Home appliances is quite big for us here. I think it is because we work with the best importers, distributors and brands in this category, so as a consequence we are competitive in the market and we offer good prices. Secondly, we have very good sales of home appliances in emerging cities outside of Abidjan (the economic capital and most populous city) where the offering tends to be poor. We take care of the logistics, which is also a very expensive part of the supply chain if you do it yourself. If people in those cities buy from us the transportation to their home city is cheaper. Our prices are also cheaper than what is offered in the shops in those cities. These shops operate in an almost monopolistic way and they have never felt the need to adjust prices, so they can milk the market with high margins. So we are bringing competition to the other cities outside Abidjan, such as Yamoussoukro, Bouaké and San-Pédro.
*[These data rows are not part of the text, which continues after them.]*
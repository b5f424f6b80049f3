// Copyright (c) 2025, Jason Jenkins
// SPDX-License-Identifier: BSD-3-Clause

//! I/O operations for video sources and configuration files.

pub mod media;
pub mod serialization;
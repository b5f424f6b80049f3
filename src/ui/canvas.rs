// Copyright (c) 2025, Jason Jenkins
// SPDX-License-Identifier: BSD-3-Clause

//! Canvas showing the composited frame.
//!
//! The frame arrives already zoomed; the canvas only places it at the pan
//! offset and reports drags and scrolling back to the session.

use crate::render::viewport::ScreenRect;

/// Result of canvas interaction.
#[derive(Debug, Clone, Copy, PartialEq)]
pub enum CanvasAction {
    None,
    Pan(f64, f64),
    ZoomIn,
    ZoomOut,
}

/// Display the canvas area and handle mouse interactions.
pub fn show(
    ui: &mut egui::Ui,
    texture: &Option<egui::TextureHandle>,
    placement: ScreenRect,
) -> CanvasAction {
    let mut action = CanvasAction::None;
    ui.style_mut().visuals.extreme_bg_color = egui::Color32::from_gray(40);

    let available_size = ui.available_size();
    egui::Frame::canvas(ui.style()).show(ui, |ui| {
        let (rect, response) = ui.allocate_exact_size(available_size, egui::Sense::drag());
        let painter = ui.painter_at(rect);

        match texture {
            Some(texture) => {
                let image_rect = egui::Rect::from_min_size(
                    rect.min + egui::vec2(placement.x as f32, placement.y as f32),
                    egui::vec2(placement.width as f32, placement.height as f32),
                );
                painter.image(
                    texture.id(),
                    image_rect,
                    egui::Rect::from_min_max(egui::pos2(0.0, 0.0), egui::pos2(1.0, 1.0)),
                    egui::Color32::WHITE,
                );
            }
            None => {
                painter.text(
                    rect.center(),
                    egui::Align2::CENTER_CENTER,
                    "No frame loaded",
                    egui::FontId::proportional(16.0),
                    egui::Color32::from_gray(180),
                );
            }
        }

        if response.dragged() {
            let delta = response.drag_delta();
            if delta != egui::Vec2::ZERO {
                action = CanvasAction::Pan(delta.x as f64, delta.y as f64);
            }
        }

        if response.hovered() {
            let scroll = ui.input(|i| i.raw_scroll_delta.y);
            if scroll > 0.1 {
                action = CanvasAction::ZoomIn;
            } else if scroll < -0.1 {
                action = CanvasAction::ZoomOut;
            }
        }
    });

    action
}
Where do you see investment opportunities in Côte d’Ivoire?
First, if you look at the macro trends, Côte d’Ivoire is doing very well. Governance is okay, GDP growth is pretty good at around 8% per year, infrastructure is improving and everything is going in the right direction.
When we look at sectors, I would say retail is a big opportunity but it is starting to get crowded. There are a lot of new shops, supermarkets and malls opening in Abidjan. I think the retail [infrastructure] is growing faster than purchasing power. But this is the case in Abidjan – the market in other cities is not sufficient to sustain a mall, for instance.
You have other less flashy sectors that are doing great such as agriculture, real estate and construction, which is very hot at the moment, and mining. There are also huge gaps in energy, education and infrastructure, where not much was done for years due to political turmoil.
What advice would you give foreign investors eyeing Côte d’Ivoire?
At the moment in Côte d’Ivoire everything looks bright and shiny. Côte d’Ivoire is the one great market in the French-speaking African region at the moment. There are lots of business opportunities but investors should not get overexcited. The market is extremely promising but don’t go crazy. Investors need to keep a cool head. You have to remain realistic and pragmatic.
Why do you say so?
I would not have said that one year ago. But in one year the quantity of new companies and investors that have come into the country is very impressive, which is great for the country. But not all of them will make money out of it. There will be losers and winners, and any investor who comes into the country needs to keep that in mind.